Using JupyterHub on DRAC - Neuroanalytics Datasets

JupyterHub sessions are indeed deployed as interactive jobs on the compute cluster, but this interactive usage pattern has several key differences and limitations compared to typical High-Performance Computing (HPC) batch job submissions (sbatch).

Deploying JupyterHub as an Interactive Job¶

You can deploy and use JupyterHub interactively on the clusters. Accessing resources via a Jupyter server is equivalent to accessing them through an interactive job on the corresponding cluster.
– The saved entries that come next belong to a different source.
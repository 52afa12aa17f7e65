use serde::{Deserialize, Serialize};

/// Multi-day travel plan. Everything except `days` defaults when absent so that a
/// model reply with a usable day list is never discarded for a missing tip list.
/// Scalar text fields also take numbers, since models often write `"cost": 25`.
#[derive(Debug, Clone, PartialEq, Serialize, Deserialize)]
#[serde(rename_all = "camelCase")]
pub struct Itinerary {
    #[serde(default)]
    pub overview: Overview,
    pub days: Vec<ItineraryDay>,
    #[serde(default)]
    pub budget_breakdown: BudgetBreakdown,
    #[serde(default)]
    pub tips: Vec<String>,
}

#[derive(Debug, Clone, Default, PartialEq, Serialize, Deserialize)]
#[serde(rename_all = "camelCase")]
pub struct Overview {
    #[serde(default, deserialize_with = "lenient::text")]
    pub destination: String,
    #[serde(default, deserialize_with = "lenient::count")]
    pub total_days: u32,
    #[serde(default, deserialize_with = "lenient::text")]
    pub total_budget: String,
    #[serde(default)]
    pub highlights: Vec<String>,
}

#[derive(Debug, Clone, PartialEq, Serialize, Deserialize)]
pub struct ItineraryDay {
    #[serde(default, deserialize_with = "lenient::text")]
    pub title: String,
    #[serde(default, deserialize_with = "lenient::text")]
    pub budget: String,
    #[serde(default)]
    pub activities: Vec<Activity>,
}

#[derive(Debug, Clone, PartialEq, Serialize, Deserialize)]
pub struct Activity {
    #[serde(default, deserialize_with = "lenient::text")]
    pub time: String,
    #[serde(default, deserialize_with = "lenient::text")]
    pub title: String,
    #[serde(default, deserialize_with = "lenient::text")]
    pub description: String,
    #[serde(default, deserialize_with = "lenient::optional_text", skip_serializing_if = "Option::is_none")]
    pub cost: Option<String>,
    #[serde(default, deserialize_with = "lenient::text")]
    pub category: String,
}

#[derive(Debug, Clone, Default, PartialEq, Serialize, Deserialize)]
pub struct BudgetBreakdown {
    #[serde(default, deserialize_with = "lenient::text")]
    pub accommodation: String,
    #[serde(default, deserialize_with = "lenient::text")]
    pub food: String,
    #[serde(default, deserialize_with = "lenient::text")]
    pub activities: String,
    #[serde(default, deserialize_with = "lenient::text")]
    pub transportation: String,
}

mod lenient {
    use serde::de::Error;
    use serde::{Deserialize, Deserializer};
    use serde_json::Value;

    fn scalar_text<E: Error>(value: Value) -> Result<Option<String>, E> {
        match value {
            Value::Null => Ok(None),
            Value::String(s) => Ok(Some(s)),
            Value::Number(n) => Ok(Some(n.to_string())),
            Value::Bool(b) => Ok(Some(b.to_string())),
            other => Err(E::custom(format!("expected text, got {other}"))),
        }
    }

    pub fn text<'de, D: Deserializer<'de>>(d: D) -> Result<String, D::Error> {
        Ok(scalar_text(Value::deserialize(d)?)?.unwrap_or_default())
    }

    pub fn optional_text<'de, D: Deserializer<'de>>(d: D) -> Result<Option<String>, D::Error> {
        scalar_text(Value::deserialize(d)?)
    }

    pub fn count<'de, D: Deserializer<'de>>(d: D) -> Result<u32, D::Error> {
        let value = Value::deserialize(d)?;
        let n = match &value {
            Value::Null => return Ok(0),
            Value::Number(n) => n.as_u64(),
            Value::String(s) => s.trim().parse::<u64>().ok(),
            _ => None,
        };
        n.and_then(|n| u32::try_from(n).ok())
            .ok_or_else(|| D::Error::custom(format!("expected a day count, got {value}")))
    }
}
use crate::domain::record::{NewRecord, StoredRecord};
use chrono::Utc;
use std::collections::HashMap;
use tokio::sync::RwLock;
use uuid::Uuid;

/// Process-lifetime store of generated itineraries. Records are written once
/// and never updated or evicted.
#[derive(Debug, Default)]
pub struct ItineraryStore {
    records: RwLock<HashMap<Uuid, StoredRecord>>,
}

impl ItineraryStore {
    pub fn new() -> Self {
        Self::default()
    }

    /// Assigns a fresh id and creation time, stores the record and returns the
    /// stored copy. Id assignment and insert happen under one write lock.
    pub async fn put(&self, record: NewRecord) -> StoredRecord {
        let mut records = self.records.write().await;
        let mut id = Uuid::new_v4();
        while records.contains_key(&id) {
            id = Uuid::new_v4();
        }

        let stored = StoredRecord {
            id,
            destination: record.destination,
            budget: record.budget,
            days: record.days,
            itinerary: record.itinerary,
            weather: record.weather,
            created_at: Utc::now(),
        };
        records.insert(id, stored.clone());
        tracing::debug!(%id, total = records.len(), "stored itinerary record");
        stored
    }

    /// Looks up a record by its textual id. Ids that are not valid UUIDs are
    /// simply unknown.
    pub async fn get(&self, id: &str) -> Option<StoredRecord> {
        let id = Uuid::parse_str(id.trim()).ok()?;
        self.records.read().await.get(&id).cloned()
    }

    pub async fn len(&self) -> usize {
        self.records.read().await.len()
    }

    pub async fn is_empty(&self) -> bool {
        self.len().await == 0
    }
}
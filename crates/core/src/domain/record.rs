use crate::domain::itinerary::Itinerary;
use crate::domain::weather::{Coordinates, WeatherSummary};
use chrono::{DateTime, Utc};
use serde::{Deserialize, Serialize};
use uuid::Uuid;

/// Everything needed to store a record except the id and creation time, which
/// the store assigns.
#[derive(Debug, Clone, PartialEq)]
pub struct NewRecord {
    pub destination: String,
    pub budget: String,
    pub days: String,
    pub itinerary: Option<Itinerary>,
    pub weather: Option<WeatherSummary>,
}

#[derive(Debug, Clone, PartialEq, Serialize, Deserialize)]
#[serde(rename_all = "camelCase")]
pub struct StoredRecord {
    pub id: Uuid,
    pub destination: String,
    pub budget: String,
    pub days: String,
    pub itinerary: Option<Itinerary>,
    pub weather: Option<WeatherSummary>,
    pub created_at: DateTime<Utc>,
}

/// Response body of a successful planning request.
#[derive(Debug, Clone, PartialEq, Serialize)]
pub struct PlannedTrip {
    pub id: Uuid,
    pub destination: String,
    pub budget: String,
    pub days: String,
    pub itinerary: Itinerary,
    pub weather: WeatherSummary,
    pub coordinates: Coordinates,
}
use crate::error::TripError;
use crate::llm::{ChatTurn, CompletionRequest, LlmClient};
use serde::{Deserialize, Serialize};
use std::sync::Arc;

/// Oldest turns beyond this are dropped before the history is forwarded.
const MAX_HISTORY_TURNS: usize = 20;

const CHAT_SYSTEM_PROMPT: &str = "You are a friendly travel assistant. Help users plan trips, \
suggest destinations, answer travel questions and give practical, personalized advice. \
Keep answers concise and conversational.";

#[derive(Debug, Clone, Copy, PartialEq, Eq, Serialize, Deserialize)]
#[serde(rename_all = "lowercase")]
pub enum Sender {
    User,
    Bot,
}

/// One message of a chat transcript as the widget resubmits it each turn.
/// Extra fields (ids, timestamps) are ignored.
#[derive(Debug, Clone, PartialEq, Serialize, Deserialize)]
pub struct ConversationMessage {
    pub text: String,
    pub sender: Sender,
}

/// Free-text assistant backed by the same AI provider as the itinerary
/// generator. Holds no conversation state of its own.
pub struct ChatAssistant {
    llm: Arc<dyn LlmClient>,
}

impl ChatAssistant {
    pub fn new(llm: Arc<dyn LlmClient>) -> Self {
        Self { llm }
    }

    pub async fn reply(
        &self,
        message: &str,
        conversation: &[ConversationMessage],
    ) -> Result<String, TripError> {
        let message = message.trim();
        if message.is_empty() {
            return Err(TripError::Validation("Message is required".into()));
        }

        let req = CompletionRequest {
            system: Some(CHAT_SYSTEM_PROMPT.to_string()),
            turns: history_turns(conversation, message),
            response_schema: None,
        };

        let text = self
            .llm
            .complete(req)
            .await
            .map_err(|e| TripError::upstream("AI provider", e))?;
        let text = text.trim();
        if text.is_empty() {
            return Err(TripError::Generation(format!(
                "empty chat response from {:?}",
                self.llm.provider()
            )));
        }
        Ok(text.to_string())
    }

    /// Short teaser for a trip. Never fails: provider errors and empty replies
    /// fall back to canned text.
    pub async fn summarize(&self, destination: &str, days: u32) -> String {
        let prompt = format!(
            "Create a brief, engaging summary for a {days}-day trip to {destination}. \
Include key highlights and what makes this destination special. Keep it under 100 words."
        );

        match self.llm.complete(CompletionRequest::prompt(prompt)).await {
            Ok(text) if !text.trim().is_empty() => text.trim().to_string(),
            Ok(_) => format!("Discover the amazing {destination} in {days} days!"),
            Err(err) => {
                tracing::error!(%destination, error = %err, "trip summary generation failed");
                format!("Explore {destination} over {days} unforgettable days.")
            }
        }
    }
}

// The provider expects the transcript to open with a user turn, so leading
// bot messages (the widget greeting) are skipped.
fn history_turns(conversation: &[ConversationMessage], message: &str) -> Vec<ChatTurn> {
    let start = conversation.len().saturating_sub(MAX_HISTORY_TURNS);
    let mut turns: Vec<ChatTurn> = conversation[start..]
        .iter()
        .skip_while(|m| m.sender == Sender::Bot)
        .filter(|m| !m.text.trim().is_empty())
        .map(|m| match m.sender {
            Sender::User => ChatTurn::user(m.text.trim()),
            Sender::Bot => ChatTurn::model(m.text.trim()),
        })
        .collect();
    turns.push(ChatTurn::user(message));
    turns
}

#[cfg(test)]
mod tests {
    use super::*;
    use crate::itinerary::tests::ScriptedLlm;
    use crate::llm::Role;
    use serde_json::json;

    fn transcript() -> Vec<ConversationMessage> {
        serde_json::from_value(json!([
            {"id": "1", "text": "Hi! I'm your Travel AI Assistant!", "sender": "bot", "timestamp": "2026-10-16T09:00:00Z"},
            {"id": "2", "text": "Where should I go in May?", "sender": "user", "timestamp": "2026-10-16T09:00:05Z"},
            {"id": "3", "text": "Portugal is lovely in May.", "sender": "bot", "timestamp": "2026-10-16T09:00:07Z"}
        ]))
        .unwrap()
    }

    #[tokio::test]
    async fn forwards_history_and_new_message() {
        let llm = ScriptedLlm::replying("Try Porto as well!\n");
        let assistant = ChatAssistant::new(llm.clone());
        let reply = assistant.reply("What about Porto?", &transcript()).await.unwrap();
        assert_eq!(reply, "Try Porto as well!");

        let requests = llm.requests.lock().unwrap();
        let turns = &requests[0].turns;
        let roles: Vec<_> = turns.iter().map(|t| t.role).collect();
        assert_eq!(roles, [Role::User, Role::Model, Role::User]);
        assert_eq!(turns[2].text, "What about Porto?");
        assert!(requests[0].response_schema.is_none());
    }

    #[tokio::test]
    async fn blank_message_is_rejected_without_calling_provider() {
        let llm = ScriptedLlm::replying("unused");
        let assistant = ChatAssistant::new(llm.clone());
        let err = assistant.reply("   ", &[]).await.unwrap_err();
        assert!(err.is_validation());
        assert!(llm.requests.lock().unwrap().is_empty());
    }

    #[tokio::test]
    async fn empty_reply_is_a_generation_error() {
        let assistant = ChatAssistant::new(ScriptedLlm::replying(""));
        let err = assistant.reply("Hello", &[]).await.unwrap_err();
        assert!(matches!(err, TripError::Generation(_)));
    }

    #[test]
    fn history_is_capped() {
        let long: Vec<_> = (0..50)
            .map(|i| ConversationMessage {
                text: format!("msg {i}"),
                sender: if i % 2 == 0 { Sender::User } else { Sender::Bot },
            })
            .collect();
        let turns = history_turns(&long, "latest");
        assert!(turns.len() <= MAX_HISTORY_TURNS + 1);
        assert_eq!(turns[0].role, Role::User);
        assert_eq!(turns.last().unwrap().text, "latest");
    }

    #[tokio::test]
    async fn summary_falls_back_on_failure_or_empty_reply() {
        let assistant = ChatAssistant::new(ScriptedLlm::failing("quota exceeded"));
        assert_eq!(
            assistant.summarize("Lisbon", 4).await,
            "Explore Lisbon over 4 unforgettable days."
        );

        let assistant = ChatAssistant::new(ScriptedLlm::replying(" "));
        assert_eq!(
            assistant.summarize("Lisbon", 4).await,
            "Discover the amazing Lisbon in 4 days!"
        );

        let assistant = ChatAssistant::new(ScriptedLlm::replying("Sunny hills and tiled streets."));
        assert_eq!(
            assistant.summarize("Lisbon", 4).await,
            "Sunny hills and tiled streets."
        );
    }
}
Job Submission: When a user starts a new session on JupyterHub, the system automatically submits a new interactive job on the user’s behalf to the cluster scheduler.
Available Clusters: JupyterHub is available on several general-purpose clusters, including Fir, Narval, and Rorqual, and was previously available on Béluga.
Intended Use: JupyterLab and notebooks are designed for short interactive tasks, such as debugging, testing, or quickly visualizing data, typically lasting only a few minutes. For running longer analysis tasks, users must use a non-interactive job submission (sbatch).
Resource Specification: When starting a JupyterHub session, users typically set parameters via a Server Options form, which dictates the requested compute resources for the underlying interactive job. These options can include the Account, Time (hours), Number of (CPU) cores reserved on a single node, Memory (MB) limit, and optionally, the GPU configuration.
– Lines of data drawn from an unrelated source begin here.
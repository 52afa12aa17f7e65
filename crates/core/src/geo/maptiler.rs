use crate::config::Settings;
use crate::domain::weather::Coordinates;
use crate::geo::Geocoder;
use anyhow::{Context, Result};
use serde::Deserialize;

const DEFAULT_BASE_URL: &str = "https://api.maptiler.com";
const STATIC_MAP_STYLE: &str = "basic-v2";
const STATIC_MAP_SIZE: &str = "400x300";

#[derive(Debug, Clone)]
pub struct MapTilerClient {
    http: reqwest::Client,
    base_url: String,
    api_key: String,
}

impl MapTilerClient {
    pub fn from_settings(settings: &Settings) -> Result<Self> {
        let api_key = settings.require_maptiler_api_key()?.to_string();
        let base_url =
            std::env::var("MAPTILER_BASE_URL").unwrap_or_else(|_| DEFAULT_BASE_URL.to_string());
        let http = crate::config::http_client("MAPTILER_TIMEOUT_SECS")?;

        Ok(Self {
            http,
            base_url,
            api_key,
        })
    }

    fn geocoding_url(&self, place: &str) -> Result<reqwest::Url> {
        let mut url = reqwest::Url::parse(self.base_url.trim_end_matches('/'))
            .with_context(|| format!("invalid MAPTILER_BASE_URL: {}", self.base_url))?;
        url.path_segments_mut()
            .map_err(|_| anyhow::anyhow!("MAPTILER_BASE_URL cannot be a base"))?
            .pop_if_empty()
            .push("geocoding")
            .push(&format!("{place}.json"));
        Ok(url)
    }
}

#[async_trait::async_trait]
impl Geocoder for MapTilerClient {
    fn provider_name(&self) -> &'static str {
        "maptiler"
    }

    async fn geocode(&self, place: &str) -> Result<Coordinates> {
        let url = self.geocoding_url(place)?;
        let res = self
            .http
            .get(url)
            .query(&[("key", self.api_key.as_str())])
            .send()
            .await
            .context("MapTiler request failed")?;

        let status = res.status();
        if !status.is_success() {
            anyhow::bail!("MapTiler API error: {status}");
        }

        let parsed = res
            .json::<FeatureCollection>()
            .await
            .context("failed to parse MapTiler geocoding response")?;
        first_feature_coordinates(&parsed)
            .with_context(|| format!("Location not found: {place}"))
    }

    fn static_map_url(&self, at: Coordinates, zoom: u8) -> String {
        format!(
            "{}/maps/{STATIC_MAP_STYLE}/static/{},{},{zoom}/{STATIC_MAP_SIZE}.png?key={}",
            self.base_url.trim_end_matches('/'),
            at.lng,
            at.lat,
            self.api_key
        )
    }
}

// GeoJSON positions are [lng, lat].
fn first_feature_coordinates(collection: &FeatureCollection) -> Option<Coordinates> {
    let feature = collection.features.first()?;
    match feature.geometry.coordinates.as_slice() {
        [lng, lat, ..] => Some(Coordinates {
            lat: *lat,
            lng: *lng,
        }),
        _ => None,
    }
}

#[derive(Debug, Clone, Deserialize)]
struct FeatureCollection {
    #[serde(default)]
    features: Vec<Feature>,
}

#[derive(Debug, Clone, Deserialize)]
struct Feature {
    geometry: Geometry,
}

#[derive(Debug, Clone, Deserialize)]
struct Geometry {
    #[serde(default)]
    coordinates: Vec<f64>,
}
Features and Use of JupyterNotebooks¶

Jupyter Notebook is a notebook authoring application, under the Project Jupyter umbrella. Built on the power of the computational notebook format, Jupyter Notebook offers fast, interactive new ways to prototype and explain your code, explore and visualize your data, and share your ideas with others.

Notebooks extend the console-based approach to interactive computing in a qualitatively new direction, providing a web-based application suitable for capturing the whole computation process: developing, documenting, and executing code, as well as communicating the results. The Jupyter notebook combines two components:

A web application: A browser-based editing program for interactive authoring of computational notebooks which provides a fast interactive environment for prototyping and explaining code, exploring and visualizing data, and sharing ideas with others

Computational Notebook documents: A shareable document that combines computer code, plain language descriptions, data, rich visualizations like 3D models, charts, mathematics, graphs and figures, and interactive controls

Main features of the web application¶

In-browser editing for code, with automatic syntax highlighting, indentation, and tab completion/introspection.
The ability to execute code from the browser, with the results of computations attached to the code which generated them.
Displaying the result of computation using rich media representations, such as HTML, LaTeX, PNG, SVG, etc. For example, publication-quality figures rendered by the [matplotlib] library, can be included inline.
In-browser editing for rich text using the Markdown markup language, which can provide commentary for the code, is not limited to plain text.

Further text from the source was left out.